更にステップS610では、T=a×Tth/Tref(ただし、aは係数)を計算することで、基準温度に対する変動比を求め、温度データを算出する。更に、ステップS611では、計算結果Tを温度計測結果として設定する。
これにより、1回の温度計測が完了する。当該温度計測処理は、温度計測の終了が指示されるまで繰り返し行われる。
以上の説明から明らかなように、本実施形態に係る電子体温計では、常抵抗素子と切替部を設け、充電の際にはサーミスタまたは基準抵抗素子のいずれかと並列回路を形成し、放電の際にはコンパレータに接続するよう構成した。
この結果、単一入力積分型A/D変換回路を用いた電子体温計において、充電時間の短縮を低コストで実現することが可能となった。

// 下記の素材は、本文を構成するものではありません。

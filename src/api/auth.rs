use axum::{Json, extract::State, http::StatusCode, response::IntoResponse};
use sea_orm::*;
use serde::Deserialize;
use serde_json::json;

use crate::auth::{Claims, ROLE_ADMIN, ROLE_LIBRARIAN, create_jwt, hash_password, verify_password};
use crate::domain::DomainError;
use crate::domain::validation::require_non_empty;
use crate::models::user;
use crate::utils::time::format_timestamp;

const MIN_PASSWORD_LENGTH: usize = 8;

#[derive(Deserialize)]
pub struct LoginRequest {
    username: String,
    password: String,
}

fn invalid_credentials() -> DomainError {
    DomainError::Unauthorized("Invalid credentials".to_string())
}

pub async fn login(
    State(db): State<DatabaseConnection>,
    Json(payload): Json<LoginRequest>,
) -> Result<impl IntoResponse, DomainError> {
    tracing::info!("Login attempt for user: {}", payload.username);

    let Some(account) = user::Entity::find()
        .filter(user::Column::Username.eq(&payload.username))
        .one(&db)
        .await?
    else {
        tracing::warn!("User not found: {}", payload.username);
        return Err(invalid_credentials());
    };

    match verify_password(&payload.password, &account.password_hash) {
        Ok(true) => {
            let token = create_jwt(&account.username, &account.role).map_err(DomainError::Internal)?;
            tracing::info!("User {} logged in", account.username);
            Ok(Json(json!({ "token": token, "role": account.role })))
        }
        _ => {
            tracing::warn!("Password verification failed for user: {}", account.username);
            Err(invalid_credentials())
        }
    }
}

#[derive(Deserialize)]
pub struct RegisterRequest {
    username: String,
    password: String,
    role: Option<String>,
}

/// Creates the first admin account on an empty database. Once any account
/// exists, only an admin may create further accounts.
pub async fn register(
    State(db): State<DatabaseConnection>,
    claims: Option<Claims>,
    Json(payload): Json<RegisterRequest>,
) -> Result<impl IntoResponse, DomainError> {
    let bootstrap = user::Entity::find().count(&db).await? == 0;
    let role = if bootstrap {
        ROLE_ADMIN.to_string()
    } else {
        let claims = claims.ok_or_else(|| {
            DomainError::Unauthorized("An admin token is required to create accounts".to_string())
        })?;
        claims.require_admin()?;
        match payload.role.as_deref().unwrap_or(ROLE_LIBRARIAN) {
            r @ (ROLE_ADMIN | ROLE_LIBRARIAN) => r.to_string(),
            other => {
                return Err(DomainError::Validation(format!(
                    "Invalid role '{}'. Must be admin or librarian",
                    other
                )));
            }
        }
    };

    let username = require_non_empty("username", &payload.username)?;
    if payload.password.chars().count() < MIN_PASSWORD_LENGTH {
        return Err(DomainError::Validation(format!(
            "Password must be at least {} characters",
            MIN_PASSWORD_LENGTH
        )));
    }
    if user::Entity::find()
        .filter(user::Column::Username.eq(username.as_str()))
        .one(&db)
        .await?
        .is_some()
    {
        return Err(DomainError::Conflict(format!(
            "User {} already exists",
            username
        )));
    }

    let password_hash = hash_password(&payload.password).map_err(DomainError::Internal)?;
    let now = format_timestamp(chrono::Utc::now());
    let account = user::ActiveModel {
        username: Set(username),
        password_hash: Set(password_hash),
        role: Set(role),
        created_at: Set(now.clone()),
        updated_at: Set(now),
        ..Default::default()
    }
    .insert(&db)
    .await?;

    tracing::info!("Created {} account {}", account.role, account.username);
    Ok((
        StatusCode::CREATED,
        Json(json!({
            "message": "Account created",
            "username": account.username,
            "role": account.role,
        })),
    ))
}

pub async fn me(claims: Claims) -> impl IntoResponse {
    Json(json!({
        "username": claims.sub,
        "role": claims.role,
        "expires_at": claims.exp,
    }))
}
pub mod author;
pub mod book;
pub mod borrowing_record;
pub mod category;
pub mod copy;
pub mod language;
pub mod publisher;
pub mod student;
pub mod user;
use sea_orm::entity::prelude::*;
use serde::{Deserialize, Serialize};

#[derive(Clone, Debug, PartialEq, DeriveEntityModel, Serialize, Deserialize)]
#[sea_orm(table_name = "authors")]
pub struct Model {
    #[sea_orm(primary_key)]
    pub id: i32,
    #[sea_orm(unique)]
    pub name: String,
    pub created_at: String,
    pub updated_at: String,
}

#[derive(Copy, Clone, Debug, EnumIter, DeriveRelation)]
pub enum Relation {
    #[sea_orm(has_many = "super::book::Entity")]
    Book,
}

impl Related<super::book::Entity> for Entity {
    fn to() -> RelationDef {
        Relation::Book.def()
    }
}

impl ActiveModelBehavior for ActiveModel {}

なお、上記説明では、サーミスタ401を介して放電する場合には、サーミスタ401及び常抵抗素子403を介してコンデンサ404を充電し、基準抵抗素子402を介して放電する場合には、基準抵抗素子402及び常抵抗素子403を介してコンデンサ404を充電することとしたが、コンデンサ404の充電においては、サーミスタ401と基準抵抗素子402のいずれを用いてもよい。
また、上記説明では、第2切替部420を設け、常抵抗素子の接続先を切り替えることとしたが、本発明はこれに限定されず、第2切替部420を設けずに、別のポートを介して、常抵抗素子403をコンデンサ404に接続するように構成してもよい。

Claims (2)

  1. コンデンサに一端が接続されたサーミスタと、
    前記コンデンサに一端が接続された基準抵抗体と、
    前記コンデンサに一端が接続され、前記コンデンサに電荷を蓄積する際に、他端に電源から電圧が印加される抵抗体と、
    前記コンデンサに蓄積された電荷を前記サーミスタまたは前記基準抵抗体のいずれかを介して放電する際に、前記抵抗体の他端に接続され、前記コンデンサが所定電圧以上の電圧を有している間、所定の信号を出力する出力手段と、
    前記コンデンサに蓄積された電荷を放電する際に、前記サーミスタと前記基準抵抗体のいずれを介して放電するかを切り替える第1切替手段と、
    前記出力手段により前記所定の信号が出力されている時間を計測することで、前記コンデンサに蓄積された電荷放電時間を計測する計測手段と、
    前記コンデンサに蓄積された電荷を前記サーミスタを介して放電した場合の放電時間と、前記コンデンサに蓄積された電荷を前記基準抵抗体を介して放電した場合の放電時間とを用いて、温度を算出する算出手段とを備え
    前記コンデンサに電荷を蓄積する際に、前記サーミスタまたは前記基準抵抗体のうちの一方の他端に前記電源から電圧が印加され、前記抵抗体のほか、当該一方を介して前記コンデンサに電荷が蓄積されることを特徴とする電子体温計。
  2. 前記抵抗体の抵抗値は、前記サーミスタの抵抗値および前記基準抵抗体の抵抗値よりも小さいことを特徴とする請求項1に記載の電子体温計。